Al insistir en la rica y compleja potencia afectiva de nuestra vida, buscamos marcar un agudo contraste entre la teoría de la integridad emocional de Solomon y algunas otras éticas afectivas, como el eudemonismo (Nussbaum, 2001), las teorías de la inteligencia emocional (Goleman, 2008) o incluso posiciones naturalistas exageradamente medicalizadas.

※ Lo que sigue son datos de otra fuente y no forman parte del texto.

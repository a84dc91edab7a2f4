/// 定义以字符串存储的枚举
///
/// 自动生成：serde/TS 派生、`as_str()`、`ALL`、`Display`、`FromStr`（忽略大小写与首尾空白）
#[macro_export]
macro_rules! define_string_enum {
    (
        $(#[$meta:meta])*
        $name:ident ($ts_file:literal) {
            $($variant:ident => $value:literal),* $(,)?
        }
    ) => {
        $(#[$meta])*
        #[derive(
            Debug, Clone, Copy, PartialEq, Eq, Hash,
            serde::Serialize, serde::Deserialize, ts_rs::TS,
        )]
        #[ts(export, export_to = $ts_file)]
        pub enum $name {
            $(
                #[serde(rename = $value)]
                $variant,
            )*
        }

        impl $name {
            pub const ALL: &'static [$name] = &[$($name::$variant,)*];

            pub fn as_str(&self) -> &'static str {
                match self {
                    $($name::$variant => $value,)*
                }
            }
        }

        impl std::fmt::Display for $name {
            fn fmt(&self, f: &mut std::fmt::Formatter<'_>) -> std::fmt::Result {
                f.write_str(self.as_str())
            }
        }

        impl std::str::FromStr for $name {
            type Err = String;

            fn from_str(s: &str) -> Result<Self, Self::Err> {
                match s.trim().to_ascii_lowercase().as_str() {
                    $($value => Ok($name::$variant),)*
                    _ => Err(format!(
                        "Invalid {} '{}'. Supported: {}",
                        stringify!($name),
                        s,
                        [$($value),*].join(", ")
                    )),
                }
            }
        }
    };
}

Muchas teorías de la afectividad privilegian esta o aquella emoción. Los publicistas nos venden la alegría como el telos de la vida, a costa de la tristeza y la nostalgia, por ejemplo; otros les vendieron a los jóvenes la tristeza como la actitud vital central. Algunas personas censuran la ira, otras el miedo, unas más el terror y algunas incluso el asco. La integridad emocional riñe con todas estas ideas por igual. La vida humana es potencia afectiva, cada mutilación es empobrecimiento. La vida apasionada no es una vida sin tristezas, pero tampoco puede carecer de alegrías. "Una vida feliz con integridad emocional no es una vida sin conflictos, sino una vida en la que gestionamos sabiamente nuestros conflictos emocionales en conjunción con nuestros valores más profundos" (Solomon, 2007, p. 363). El hombre feliz debe poder sentir asco y rabia, pero también compasión y amor. Una vida más plena es una vida emocionalmente más rica, más colorida.

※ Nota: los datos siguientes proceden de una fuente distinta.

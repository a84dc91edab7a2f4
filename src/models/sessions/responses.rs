use super::entities::ClassSession;
use crate::models::common::PaginationInfo;
use serde::Serialize;
use ts_rs::TS;

#[derive(Debug, Serialize, TS)]
#[ts(export, export_to = "session.ts")]
pub struct SessionListResponse {
    pub items: Vec<ClassSession>,
    pub pagination: PaginationInfo,
}
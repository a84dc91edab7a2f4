use sea_orm_migration::prelude::*;

use crate::m20250301_000001_create_core_tables::Users;

#[derive(DeriveMigrationName)]
pub struct Migration;

#[async_trait::async_trait]
impl MigrationTrait for Migration {
    async fn up(&self, manager: &SchemaManager) -> Result<(), DbErr> {
        // ==================== 文章表 ====================
        manager
            .create_table(
                Table::create()
                    .table(Posts::Table)
                    .if_not_exists()
                    .col(
                        ColumnDef::new(Posts::Id)
                            .big_integer()
                            .not_null()
                            .auto_increment()
                            .primary_key(),
                    )
                    .col(ColumnDef::new(Posts::Title).string().not_null())
                    .col(ColumnDef::new(Posts::Slug).string().not_null().unique_key())
                    .col(ColumnDef::new(Posts::Excerpt).text().null())
                    .col(ColumnDef::new(Posts::Content).text().not_null())
                    .col(ColumnDef::new(Posts::Status).string().not_null())
                    .col(ColumnDef::new(Posts::AuthorId).big_integer().null())
                    .col(ColumnDef::new(Posts::PublishedAt).big_integer().null())
                    .col(ColumnDef::new(Posts::CreatedAt).big_integer().not_null())
                    .col(ColumnDef::new(Posts::UpdatedAt).big_integer().not_null())
                    .foreign_key(
                        ForeignKey::create()
                            .from(Posts::Table, Posts::AuthorId)
                            .to(Users::Table, Users::Id)
                            .on_delete(ForeignKeyAction::SetNull),
                    )
                    .to_owned(),
            )
            .await?;

        // ==================== 分类 / 标签关联表 ====================
        manager
            .create_table(
                Table::create()
                    .table(PostCategories::Table)
                    .if_not_exists()
                    .col(
                        ColumnDef::new(PostCategories::Id)
                            .big_integer()
                            .not_null()
                            .auto_increment()
                            .primary_key(),
                    )
                    .col(
                        ColumnDef::new(PostCategories::PostId)
                            .big_integer()
                            .not_null(),
                    )
                    .col(ColumnDef::new(PostCategories::Name).string().not_null())
                    .foreign_key(
                        ForeignKey::create()
                            .from(PostCategories::Table, PostCategories::PostId)
                            .to(Posts::Table, Posts::Id)
                            .on_delete(ForeignKeyAction::Cascade),
                    )
                    .to_owned(),
            )
            .await?;

        manager
            .create_table(
                Table::create()
                    .table(PostTags::Table)
                    .if_not_exists()
                    .col(
                        ColumnDef::new(PostTags::Id)
                            .big_integer()
                            .not_null()
                            .auto_increment()
                            .primary_key(),
                    )
                    .col(ColumnDef::new(PostTags::PostId).big_integer().not_null())
                    .col(ColumnDef::new(PostTags::Name).string().not_null())
                    .foreign_key(
                        ForeignKey::create()
                            .from(PostTags::Table, PostTags::PostId)
                            .to(Posts::Table, Posts::Id)
                            .on_delete(ForeignKeyAction::Cascade),
                    )
                    .to_owned(),
            )
            .await?;

        manager
            .create_index(
                Index::create()
                    .if_not_exists()
                    .name("idx_posts_status_published_at")
                    .table(Posts::Table)
                    .col(Posts::Status)
                    .col(Posts::PublishedAt)
                    .to_owned(),
            )
            .await?;

        manager
            .create_index(
                Index::create()
                    .if_not_exists()
                    .unique()
                    .name("uq_post_categories_post_name")
                    .table(PostCategories::Table)
                    .col(PostCategories::PostId)
                    .col(PostCategories::Name)
                    .to_owned(),
            )
            .await?;

        manager
            .create_index(
                Index::create()
                    .if_not_exists()
                    .unique()
                    .name("uq_post_tags_post_name")
                    .table(PostTags::Table)
                    .col(PostTags::PostId)
                    .col(PostTags::Name)
                    .to_owned(),
            )
            .await?;

        Ok(())
    }

    async fn down(&self, manager: &SchemaManager) -> Result<(), DbErr> {
        manager
            .drop_table(Table::drop().table(PostTags::Table).to_owned())
            .await?;
        manager
            .drop_table(Table::drop().table(PostCategories::Table).to_owned())
            .await?;
        manager
            .drop_table(Table::drop().table(Posts::Table).to_owned())
            .await?;
        Ok(())
    }
}

#[derive(DeriveIden)]
enum Posts {
    #[sea_orm(iden = "posts")]
    Table,
    Id,
    Title,
    Slug,
    Excerpt,
    Content,
    Status,
    AuthorId,
    PublishedAt,
    CreatedAt,
    UpdatedAt,
}

#[derive(DeriveIden)]
enum PostCategories {
    #[sea_orm(iden = "post_categories")]
    Table,
    Id,
    PostId,
    Name,
}

#[derive(DeriveIden)]
enum PostTags {
    #[sea_orm(iden = "post_tags")]
    Table,
    Id,
    PostId,
    Name,
}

Tras estas consideraciones podemos ya terminar insistiendo en dos tesis. La primera es que la espiritualidad es el amor a la vida. Esto quiere decir que ser espiritual es tener una actitud afectiva frente a la vida, que nos impone una responsabilidad. Esa responsabilidad es con la propia vida y no es otra que la de potenciar la propia vida. Una persona espiritual es aquella que busca su felicidad, que es agradecida por tener la libertad para ser feliz y que se esfuerza amorosa y apasionadamente por ser feliz, por tener una vida apasionada. En este sentido, la espiritualidad no margina emociones, sino que las integra al todo de la vida. Los placeres, los dolores, los amores, los odios, las rabias, los ascos, la culpa, la compasión, la simpatía, la congratulación y la envidia, son todas ellas parte de la espiritualidad. Cercenar una emoción es empobrecer el espíritu.

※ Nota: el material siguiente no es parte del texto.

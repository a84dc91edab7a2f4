use actix_web::{HttpRequest, HttpResponse, Result as ActixResult};

use super::UserService;
use crate::models::{ApiResponse, ErrorCode, users::requests::UserListQuery};
use crate::services::common::storage_error_response;

pub async fn list_users(
    service: &UserService,
    request: &HttpRequest,
    query: UserListQuery,
) -> ActixResult<HttpResponse> {
    let storage = service.get_storage(request);

    match storage.list_users_with_pagination(query).await {
        Ok(response) => Ok(HttpResponse::Ok().json(ApiResponse::success(
            response,
            "User list retrieved successfully",
        ))),
        Err(e) => Ok(storage_error_response(
            &e,
            ErrorCode::Conflict,
            "Failed to list users",
        )),
    }
}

La segunda y última idea en que queremos insistir, es que la teoría de la espiritualidad afectiva es una buena alternativa para comprender la espiritualidad en un mundo secularizado, pues no hace depender las metaemociones de la fe religiosa sino de una actitud de búsqueda de integridad emocional, es decir, del imperativo de procurarse una vida emocionalmente rica. El referente de las emociones espirituales no es Dios sino la vida misma. No es necesario ser creyente para ser espiritual, basta tener aprecio por la propia vida, ser humilde y reconocer que hemos recibido regalos y que sepamos amorosamente enfrentar la vida y el mundo. En eso consistiría la espiritualidad del no creyente, una espiritualidad que merece reconocerse y promoverse en un mundo secularizado.